Alzheimer's becomes a presidential campaign issue
The Iowa State Fair is a rite of passage for presidential candidates — they eat weird fried food, kiss babies, and answer question after question about their vision for America. But this year the candidates got a different sort of question, over and over again: What’s your plan to fight Alzheimer's?
Volunteers with the Alzheimer’s Impact Movement, the advocacy arm of the Alzheimer's Association, swarmed the state fair this weekend and posed that question to every Democratic presidential candidate at the fair, with the exception for Marianne Williamson, according to John Funderburk, the group’s senior advocacy director.

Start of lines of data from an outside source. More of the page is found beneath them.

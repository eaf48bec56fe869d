use std::time::Duration;

use async_trait::async_trait;
use serde::{Deserialize, Serialize};
use serde_json::json;
use tracing::debug;

use super::ExtractError;
use crate::domain::JobRecord;

/// Salary and skills inferred for one posting
#[derive(Debug, Clone, Default, PartialEq, Eq, Deserialize, Serialize)]
pub struct Enrichment {
    #[serde(default)]
    pub salary_min: Option<i32>,
    #[serde(default)]
    pub salary_max: Option<i32>,
    #[serde(default)]
    pub skills: Vec<String>,
}

impl Enrichment {
    /// Fill gaps in `record`; values already present are kept
    pub fn apply(self, record: JobRecord) -> JobRecord {
        let mut record = if record.has_salary() {
            record
        } else {
            let (min, max) = (self.salary_min, self.salary_max);
            record.with_salary(min, max)
        };
        record.skills.extend(
            self.skills
                .into_iter()
                .map(|s| s.trim().to_string())
                .filter(|s| !s.is_empty()),
        );
        record
    }
}

/// External inference call that normalizes salary and skills
#[async_trait]
pub trait Enricher: Send + Sync {
    async fn enrich(&self, record: &JobRecord) -> Result<Enrichment, ExtractError>;
}

#[derive(Debug, Deserialize)]
struct ChatCompletion {
    choices: Vec<ChatChoice>,
}

#[derive(Debug, Deserialize)]
struct ChatChoice {
    message: ChatMessage,
}

#[derive(Debug, Deserialize)]
struct ChatMessage {
    content: Option<String>,
}

const SYSTEM_PROMPT: &str = "You normalize job postings. Reply with a JSON object \
    {\"salary_min\": int|null, \"salary_max\": int|null, \"skills\": [string]} where \
    salaries are annual base pay in thousands of USD. Use null when unknown.";

/// Enricher backed by an OpenAI-compatible chat completions endpoint
pub struct OpenAiEnricher {
    client: reqwest::Client,
    base_url: String,
    api_key: String,
    model: String,
}

impl OpenAiEnricher {
    pub fn new(
        base_url: impl Into<String>,
        api_key: impl Into<String>,
        model: impl Into<String>,
        timeout: Duration,
    ) -> Result<Self, ExtractError> {
        let client = reqwest::Client::builder()
            .timeout(timeout)
            .build()
            .map_err(|e| ExtractError::Enrichment(format!("failed to create HTTP client: {}", e)))?;

        Ok(Self {
            client,
            base_url: base_url.into().trim_end_matches('/').to_string(),
            api_key: api_key.into(),
            model: model.into(),
        })
    }
}

#[async_trait]
impl Enricher for OpenAiEnricher {
    async fn enrich(&self, record: &JobRecord) -> Result<Enrichment, ExtractError> {
        let posting = format!(
            "Company: {}\nTitle: {}\nLocation: {}\nDepartment: {}",
            record.company, record.title, record.location, record.department
        );

        let body = json!({
            "model": self.model,
            "temperature": 0,
            "response_format": {"type": "json_object"},
            "messages": [
                {"role": "system", "content": SYSTEM_PROMPT},
                {"role": "user", "content": posting},
            ],
        });

        let response = self
            .client
            .post(format!("{}/chat/completions", self.base_url))
            .bearer_auth(&self.api_key)
            .json(&body)
            .send()
            .await
            .map_err(|e| ExtractError::Enrichment(e.to_string()))?;

        let status = response.status();
        if !status.is_success() {
            return Err(ExtractError::Enrichment(format!(
                "inference endpoint returned HTTP {}",
                status
            )));
        }

        let completion: ChatCompletion = response
            .json()
            .await
            .map_err(|e| ExtractError::Enrichment(format!("invalid completion: {}", e)))?;

        let content = completion
            .choices
            .into_iter()
            .next()
            .and_then(|c| c.message.content)
            .ok_or_else(|| ExtractError::Enrichment("empty completion".to_string()))?;

        debug!(title = %record.title, "Received enrichment");

        serde_json::from_str(&content)
            .map_err(|e| ExtractError::Enrichment(format!("unparseable enrichment: {}", e)))
    }
}

#[cfg(test)]
mod tests {
    use super::*;
    use chrono::Utc;

    #[test]
    fn test_apply_fills_missing_salary() {
        let record = JobRecord::new("Acme", "Engineer", "Remote", "", Utc::now());
        let enriched = Enrichment {
            salary_min: Some(150),
            salary_max: Some(210),
            skills: vec!["Rust".to_string(), " ".to_string()],
        }
        .apply(record);

        assert_eq!(enriched.salary_min, Some(150));
        assert_eq!(enriched.salary_max, Some(210));
        assert_eq!(enriched.skills.len(), 1);
    }

    #[test]
    fn test_apply_keeps_scraped_salary() {
        let record = JobRecord::new("Acme", "Engineer", "Remote", "", Utc::now())
            .with_salary(Some(300), Some(400))
            .with_skills(["Go"]);
        let enriched = Enrichment {
            salary_min: Some(100),
            salary_max: Some(120),
            skills: vec!["Rust".to_string()],
        }
        .apply(record);

        assert_eq!(enriched.salary_min, Some(300));
        assert!(enriched.skills.contains("Go"));
        assert!(enriched.skills.contains("Rust"));
    }

    #[test]
    fn test_enrichment_parses_partial_json() {
        let parsed: Enrichment = serde_json::from_str(r#"{"skills": ["SQL"]}"#).unwrap();
        assert_eq!(parsed.salary_min, None);
        assert_eq!(parsed.skills, vec!["SQL".to_string()]);
    }
}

This isn’t the first time AIM and their purple-shirt sporting volunteers have interrogated presidential candidates: The barnstorm is part of a larger plan to make ending Alzheimer’s a 2020 campaign issue. AIM’s volunteers already stormed events in South Carolina and New Hampshire, too, and their presence has become so ubiquitous that Washington Post reporter Dave Weigel has taken to calling them “the omnipresent Alzheimer’s activists.”
“We knew that we had to elevate the conversation, and we had to do it fast,” Funderburk, told STAT when asked why AIM embarked on this campaign. “The crisis demands it.”
And it seems the idea is working: More than one candidate brought up Alzheimer’s in their stump speeches at this weekend’s fair, according to Funderburk. Several candidates, including Sen. Amy Klobuchar of Minnesota and Beto O’Rourke, have also released plans that touch on ending Alzheimer’s. And the momentum is likely to keep going, at least if Klobuchar gets her way ... She needled an ABC News reporter at this weekend's fair to include a question on Alzheimer’s at the next presidential debate, according to Funderburk.